Maybe fate offered me the first step. Aurora Jardim, a known figure in literary and journalism circles in Oporto, spoke to the painter Alberto Silva who, in turn, negotiated with the Silva Porto Academy so that I could attend painting lessons there.
I bought my first “serious” box of paints, and learned how to mix them on the palette, according to the rules."

"... At school, during classes, I would await with great anticipation the critical opinion of Master Dórdio, the possible referential “bridge” with what we understood as our geographical boundaries... A nonconformist movement was taking shape among us, comrades, against the passivity of the town. It was to oppose this situation that the idea of forming the “Group of Independents” arose. “Independent” in stylistic attitude; “dependent” in terms of a commitment that would turn into the awakening of the collective awareness of reality."

"... Maestro Dórdio Gomes headed the “National Fine Arts Academy Aesthetic Mission”, which was held in Évora. Some of the members of the “Independents” met there."

"... In the middle of winter, particularly harsh this year, I began my acquaintance with Paris, looking for every opportunity for revelation. In order to understand the teaching methods and, above all, to evaluate kinds of critical analysis, I attended the School of Fine Arts and the Grande Chaumière Academy."
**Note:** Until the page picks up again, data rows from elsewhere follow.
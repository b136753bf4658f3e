//! Signed bearer tokens (HS256 JWT).

use chrono::{Duration, Utc};
use jsonwebtoken::{decode, encode, errors::ErrorKind, DecodingKey, EncodingKey, Header, Validation};
use serde::{Deserialize, Serialize};
use uuid::Uuid;

use crate::AuthError;

/// Claims carried by every access token.
#[derive(Debug, Clone, Serialize, Deserialize, PartialEq, Eq)]
pub struct Claims {
    /// User id, as a decimal string.
    pub sub: String,
    /// Token id; the revocation handle.
    pub jti: String,
    pub iat: i64,
    pub exp: i64,
}

impl Claims {
    pub fn new(user_id: i32, ttl: Duration) -> Self {
        let now = Utc::now();
        Self {
            sub: user_id.to_string(),
            jti: Uuid::new_v4().to_string(),
            iat: now.timestamp(),
            exp: (now + ttl).timestamp(),
        }
    }

    /// Numeric user id from the subject claim.
    pub fn user_id(&self) -> Result<i32, AuthError> {
        self.sub
            .parse()
            .map_err(|_| AuthError::InvalidToken("subject is not a user id".to_string()))
    }
}

pub struct TokenService {
    encoding_key: EncodingKey,
    decoding_key: DecodingKey,
    validation: Validation,
    ttl: Duration,
}

impl TokenService {
    pub fn new(secret: &[u8], ttl: Duration) -> Self {
        Self {
            encoding_key: EncodingKey::from_secret(secret),
            decoding_key: DecodingKey::from_secret(secret),
            validation: Validation::default(),
            ttl,
        }
    }

    /// Issue a fresh token for `user_id`, returning the encoded token and its claims.
    pub fn issue(&self, user_id: i32) -> Result<(String, Claims), AuthError> {
        let claims = Claims::new(user_id, self.ttl);
        let token = self.encode(&claims)?;
        Ok((token, claims))
    }

    pub fn encode(&self, claims: &Claims) -> Result<String, AuthError> {
        encode(&Header::default(), claims, &self.encoding_key)
            .map_err(|e| AuthError::InvalidToken(e.to_string()))
    }

    /// Verify signature and expiry.
    pub fn verify(&self, token: &str) -> Result<Claims, AuthError> {
        decode::<Claims>(token, &self.decoding_key, &self.validation)
            .map(|data| data.claims)
            .map_err(|e| match e.kind() {
                ErrorKind::ExpiredSignature => AuthError::Expired,
                _ => AuthError::InvalidToken(e.to_string()),
            })
    }
}

#[cfg(test)]
mod tests {
    use super::*;

    fn service() -> TokenService {
        TokenService::new(b"test-secret", Duration::minutes(15))
    }

    #[test]
    fn issued_token_verifies() {
        let tokens = service();
        let (token, claims) = tokens.issue(42).unwrap();
        let decoded = tokens.verify(&token).unwrap();
        assert_eq!(decoded, claims);
        assert_eq!(decoded.user_id().unwrap(), 42);
    }

    #[test]
    fn each_token_gets_a_distinct_jti() {
        let tokens = service();
        let (_, a) = tokens.issue(1).unwrap();
        let (_, b) = tokens.issue(1).unwrap();
        assert_ne!(a.jti, b.jti);
    }

    #[test]
    fn wrong_secret_is_rejected() {
        let (token, _) = service().issue(1).unwrap();
        let other = TokenService::new(b"another-secret", Duration::minutes(15));
        assert!(matches!(other.verify(&token), Err(AuthError::InvalidToken(_))));
    }

    #[test]
    fn expired_token_is_rejected() {
        let tokens = service();
        let mut claims = Claims::new(1, Duration::minutes(15));
        claims.iat -= 3600;
        claims.exp = claims.iat + 60;
        let token = tokens.encode(&claims).unwrap();
        assert!(matches!(tokens.verify(&token), Err(AuthError::Expired)));
    }

    #[test]
    fn non_numeric_subject_is_invalid() {
        let mut claims = Claims::new(1, Duration::minutes(1));
        claims.sub = "alice".to_string();
        assert!(claims.user_id().is_err());
    }
}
"One morning, in a heavy snowfall, I went to the window of my room in a small hotel overlooking a cemetery, and saw an old woman trudging through the whiteness of the snow.
She was just a silhouette of pain held up by two filaments ending in huge boots. Without wasting any time, I rushed to the studio of Pierre Dubois, and did this painting in a breath."


Júlio Resende in Paris 1947/48

It was a pivotal period in the life of the artist, fitting in an ever timely way into the educational aim that is a relevant historical constant in a post-War period in which France and the World were seeking to re-establish Peace. The painter Júlio Resende had finished the course at the Fine Arts School in Oporto, and was making his first contacts with the theories and practices of the aesthetics resulting from the movements at the end of the 19th Century and beginning of the 20th, of which Paris was the cultural centre.

1947, Paris.


Drawing in Two Times
1940/1950

History and Society have a duty to speak about the past. The works exhibited here had a specific context in my career and they should be analysed in that context. Various limitations, in particular those resulting from the political regime and world conflict, not to speak of the vaunted loneliness of a country enclosed in specific geographical conditions, would explain the cultural anachronism of the environment, often taking refuge in an outmoded mythology.
One of the works, dating from the 1930s, marks a passage along this path through the desert of ideas and unawareness of the real world beyond our borders. For me, this exhibition shows how much life has evolved in six decades.
Short of another, it will at least have this merit.



Drawing in two times.


Júlio Resende – the years 1940/90

In confession mode

The object of my search? Perhaps the reconciliation of two things apparently irreconcilable.
To discover the form that suits "feeling" and "reflection".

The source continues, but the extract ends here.